Stewardship variables derived from neighborhood data
We used the household survey to compare the number of bird rescues per neighborhood to other forms of wildlife stewardship in residential yards. Specifically, we included six stewardship behaviors that people might engage in to support urban birds and nature in backyards and gardens. Yard stewardship behaviors included: planting trees, planting desert vegetation, using vegetation to draw birds to property, maintaining bird houses on property, bird feeding, and providing water (verbatim in Online Resource 7). For each of the six items, we calculated the percent of respondents per neighborhood who indicated they engaged in the activity.
Statistical analysis
To test how social and ecological factors (H1, H2, H3 in Fig. 1) influence bird rescues, we matched the home addresses provided by rescuers to the corresponding Census Block Group for rescues that occurred in Maricopa County (n = 6,422). Cognitive factors and stewardship behaviors were excluded from county-level analysis because these data were only collected at the neighborhood-scale from the household survey. We used the Chi-Squared Test (χ2) to determine how social and ecological factors were associated with bird rescues in Maricopa County to compare when patterns of rescues deviated from expected events based on the social and ecological distribution of our sample (Agresti 2018). For ecological factors, we compared the number of rescues for each ecological category (e.g., the number of rescues that were common species versus non-common or altricial versus precocial species) to see if the percent of rescues from each category significantly differed (Online Resource 3). For social factors, we compared the percent of rescuers from each sociodemographic group to the expected demographic distribution of Maricopa County from Census data (Online Resource 4). We used a Bonferroni correction to adjust P-values of the Chi-Squared Tests to account for multiple comparisons (Benjamini and Yekutieli 2001). Although we did perform Chi-Squared analyses at both the metropolitan and neighborhood levels, we only present metropolitan results because the interpretations of analyses were identical, and the metropolitan-wide analysis provided a more robust and parsimonious view of social-ecological patterns.

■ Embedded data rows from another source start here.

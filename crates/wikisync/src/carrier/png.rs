//! PNG chunk framing.
//!
//! Only the container structure is handled here: signature, chunk length,
//! chunk type and CRC. Chunk payloads are opaque except for `tEXt`.

use super::CarrierError;

/// The eight-byte PNG file signature.
pub const SIGNATURE: [u8; 8] = [0x89, b'P', b'N', b'G', 0x0d, 0x0a, 0x1a, 0x0a];

/// Largest chunk payload the format allows (2^31 - 1).
const MAX_CHUNK_LEN: usize = 0x7fff_ffff;

/// Longest permitted `tEXt` keyword.
const MAX_KEYWORD_LEN: usize = 79;

/// Four-letter chunk type code.
#[derive(Clone, Copy, PartialEq, Eq, Hash)]
pub struct ChunkType(pub [u8; 4]);

impl ChunkType {
    pub const IHDR: ChunkType = ChunkType(*b"IHDR");
    pub const IDAT: ChunkType = ChunkType(*b"IDAT");
    pub const IEND: ChunkType = ChunkType(*b"IEND");
    pub const TEXT: ChunkType = ChunkType(*b"tEXt");

    fn is_valid(&self) -> bool {
        self.0.iter().all(u8::is_ascii_alphabetic)
    }
}

impl std::fmt::Debug for ChunkType {
    fn fmt(&self, f: &mut std::fmt::Formatter<'_>) -> std::fmt::Result {
        write!(f, "{}", String::from_utf8_lossy(&self.0))
    }
}

impl std::fmt::Display for ChunkType {
    fn fmt(&self, f: &mut std::fmt::Formatter<'_>) -> std::fmt::Result {
        write!(f, "{self:?}")
    }
}

/// One framed chunk.
#[derive(Debug, Clone, PartialEq, Eq)]
pub struct Chunk {
    pub chunk_type: ChunkType,
    pub data: Vec<u8>,
}

/// CRC-32 over chunk type and payload, as stored in the chunk trailer.
pub fn chunk_crc(chunk_type: ChunkType, data: &[u8]) -> u32 {
    let mut hasher = crc32fast::Hasher::new();
    hasher.update(&chunk_type.0);
    hasher.update(data);
    hasher.finalize()
}

fn invalid(offset: usize, reason: impl Into<String>) -> CarrierError {
    CarrierError::InvalidFormat {
        offset,
        reason: reason.into(),
    }
}

fn read_u32(bytes: &[u8], pos: usize) -> u32 {
    u32::from_be_bytes([bytes[pos], bytes[pos + 1], bytes[pos + 2], bytes[pos + 3]])
}

/// Split a PNG byte stream into chunks, validating the framing.
///
/// The stream must start with the signature and `IHDR`, end with exactly one
/// `IEND`, and carry a correct CRC on every chunk.
pub fn decode(bytes: &[u8]) -> Result<Vec<Chunk>, CarrierError> {
    if bytes.len() < SIGNATURE.len() || bytes[..SIGNATURE.len()] != SIGNATURE {
        return Err(invalid(0, "missing PNG signature"));
    }

    let mut chunks = Vec::new();
    let mut pos = SIGNATURE.len();

    loop {
        if bytes.len() - pos < 12 {
            return Err(invalid(pos, "truncated chunk header"));
        }

        let len = read_u32(bytes, pos) as usize;
        if len > MAX_CHUNK_LEN {
            return Err(invalid(pos, format!("chunk length {len} exceeds limit")));
        }

        let chunk_type = ChunkType([
            bytes[pos + 4],
            bytes[pos + 5],
            bytes[pos + 6],
            bytes[pos + 7],
        ]);
        if !chunk_type.is_valid() {
            return Err(invalid(pos + 4, "chunk type is not four ASCII letters"));
        }

        let data_start = pos + 8;
        let Some(crc_start) = data_start.checked_add(len) else {
            return Err(invalid(pos, "chunk length overflows"));
        };
        if crc_start + 4 > bytes.len() {
            return Err(invalid(pos, format!("{chunk_type} chunk extends past end of data")));
        }

        let data = &bytes[data_start..crc_start];
        let stored = read_u32(bytes, crc_start);
        let actual = chunk_crc(chunk_type, data);
        if stored != actual {
            return Err(invalid(
                pos,
                format!("{chunk_type} CRC mismatch: stored {stored:08x}, computed {actual:08x}"),
            ));
        }

        if chunks.is_empty() && chunk_type != ChunkType::IHDR {
            return Err(invalid(pos, format!("first chunk is {chunk_type}, expected IHDR")));
        }

        chunks.push(Chunk {
            chunk_type,
            data: data.to_vec(),
        });
        pos = crc_start + 4;

        if chunk_type == ChunkType::IEND {
            if pos != bytes.len() {
                return Err(invalid(pos, "trailing bytes after IEND"));
            }
            return Ok(chunks);
        }
    }
}

/// Serialize chunks into a PNG byte stream.
pub fn encode(chunks: &[Chunk]) -> Vec<u8> {
    let body: usize = chunks.iter().map(|c| c.data.len() + 12).sum();
    let mut out = Vec::with_capacity(SIGNATURE.len() + body);
    out.extend_from_slice(&SIGNATURE);
    for chunk in chunks {
        out.extend_from_slice(&(chunk.data.len() as u32).to_be_bytes());
        out.extend_from_slice(&chunk.chunk_type.0);
        out.extend_from_slice(&chunk.data);
        out.extend_from_slice(&chunk_crc(chunk.chunk_type, &chunk.data).to_be_bytes());
    }
    out
}

/// Build a `tEXt` payload: Latin-1 keyword, NUL, Latin-1 text.
pub fn encode_text(keyword: &str, text: &str) -> Result<Vec<u8>, CarrierError> {
    let keyword_bytes = to_latin1(keyword).filter(|k| {
        !k.is_empty() && k.len() <= MAX_KEYWORD_LEN && !k.contains(&0)
    });
    let Some(keyword_bytes) = keyword_bytes else {
        return Err(CarrierError::InvalidPayload {
            keyword: keyword.to_string(),
            reason: "keyword must be 1-79 Latin-1 characters without NUL".to_string(),
        });
    };
    let Some(text_bytes) = to_latin1(text) else {
        return Err(CarrierError::InvalidPayload {
            keyword: keyword.to_string(),
            reason: "text is not representable in Latin-1".to_string(),
        });
    };

    let mut data = Vec::with_capacity(keyword_bytes.len() + 1 + text_bytes.len());
    data.extend_from_slice(&keyword_bytes);
    data.push(0);
    data.extend_from_slice(&text_bytes);
    Ok(data)
}

/// Split a `tEXt` payload into keyword and text. Returns `None` if there is
/// no NUL separator.
pub fn decode_text(data: &[u8]) -> Option<(String, String)> {
    let nul = data.iter().position(|b| *b == 0)?;
    let keyword = data[..nul].iter().map(|b| char::from(*b)).collect();
    let text = data[nul + 1..].iter().map(|b| char::from(*b)).collect();
    Some((keyword, text))
}

fn to_latin1(s: &str) -> Option<Vec<u8>> {
    s.chars().map(|c| u8::try_from(u32::from(c)).ok()).collect()
}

To evaluate the relationship between cognitive factors (or intrinsic motivations) and bird rescues (H4 in Fig. 1), we used the 12 study neighborhoods where household survey data were collected. We also tested the relationship between bird rescues and other wildlife stewardship activities that support urban bird and nature conservation in the 12 study neighborhoods (H5 in Fig. 1). For our neighborhood analysis, we used home addresses provided by the rescuers and spatially matched these addresses to the corresponding study neighborhood. We only used data from rescuers who provided addresses that occurred within one of the 12 neighborhoods (n = 196 respondents across study neighborhoods). We aggregated survey data per neighborhood by averaging the individual responses from the household survey to compare to rescue data (n = 12 neighborhoods). We standardized the number of intakes per neighborhood by the population of people living within the neighborhood to account for higher rates of intakes coming from areas with more people.
We used a general linear regression, otherwise known as ordinary least squares (OLS), to determine how rescues were related to cognitive factors in the study neighborhoods (H4). For our model, we used the number of birds rescued per neighborhood as our dependent variable, with a Gaussian distribution. Independent variables of cognitive factors included ecological worldviews, attitudes toward birds in the neighborhood, and risk perceptions towards birds. We then used a Pearson Correlation to test the relationship between bird rescues per neighborhood and prevalence of other wildlife stewardship activities in the neighborhood (H5). For the correlation, we compared the percent of respondents per neighborhood who engaged in stewardship activities with the number of birds rescued in the neighborhood. All analyses were done in R version 3.5.1 (R Core Team 2018).
Results
Trends in bird rescues
A total of 6,422 birds were rescued in Maricopa County and taken to Liberty Wildlife Rescue Center in 2018. We reported the most rescued bird species in 2018 (Table 1) and a full list of rescued bird species (Online Resource 1). The top three common species rescuers took to the rescue center were doves, including Mourning Dove, Rock Pigeon, and White-winged Dove (Z. asiatica) (Table 1). Of these rescues, 196 occurred in the 12 neighborhoods in the household survey (Online Resource 2). Mourning Doves were the most rescued species in the study neighborhoods, followed by Gambel’s Quail (Table 1). Species rescued frequently were often common species, with 58% of the total rescues being bird species abundant in the study region (Online Resource 3). Altricial species composed 82% of the total bird rescues in Maricopa, birds with a body mass > 100 g were 73%, and young birds were 56% of rescued individuals (Online Resource 3).
Ecological factors
Different bird species were rescued at varying rates in Maricopa (χ2 = 43,451, P < 0.0001). In general, a species’ proportion of total rescues was positively related to their proportional abundance (Fig. 3). Species in the top 10% of the observed rank abundance frequency were rescued more frequently compared to the bottom 90% of species rank. In Maricopa, common species were rescued disproportionately more than expected, even given the more frequent occurrence of common species (χ2 = 166.48, P < 0.0001; Fig. 3). However, some rare species were rescued disproportionately in the Phoenix metropolitan area, such as American Kestrels (Falco sparverius), Rosy-faced Lovebirds (Agapornis roseicollis), and Cooper’s Hawk (Accipiter cooperii). For example, only seven Cooper's Hawks were observed in bird surveys in the Phoenix metropolitan area from 2017–2018 (Bateman et al. 2018); however, over 70 were turned into the wildlife rescue center (Table 1).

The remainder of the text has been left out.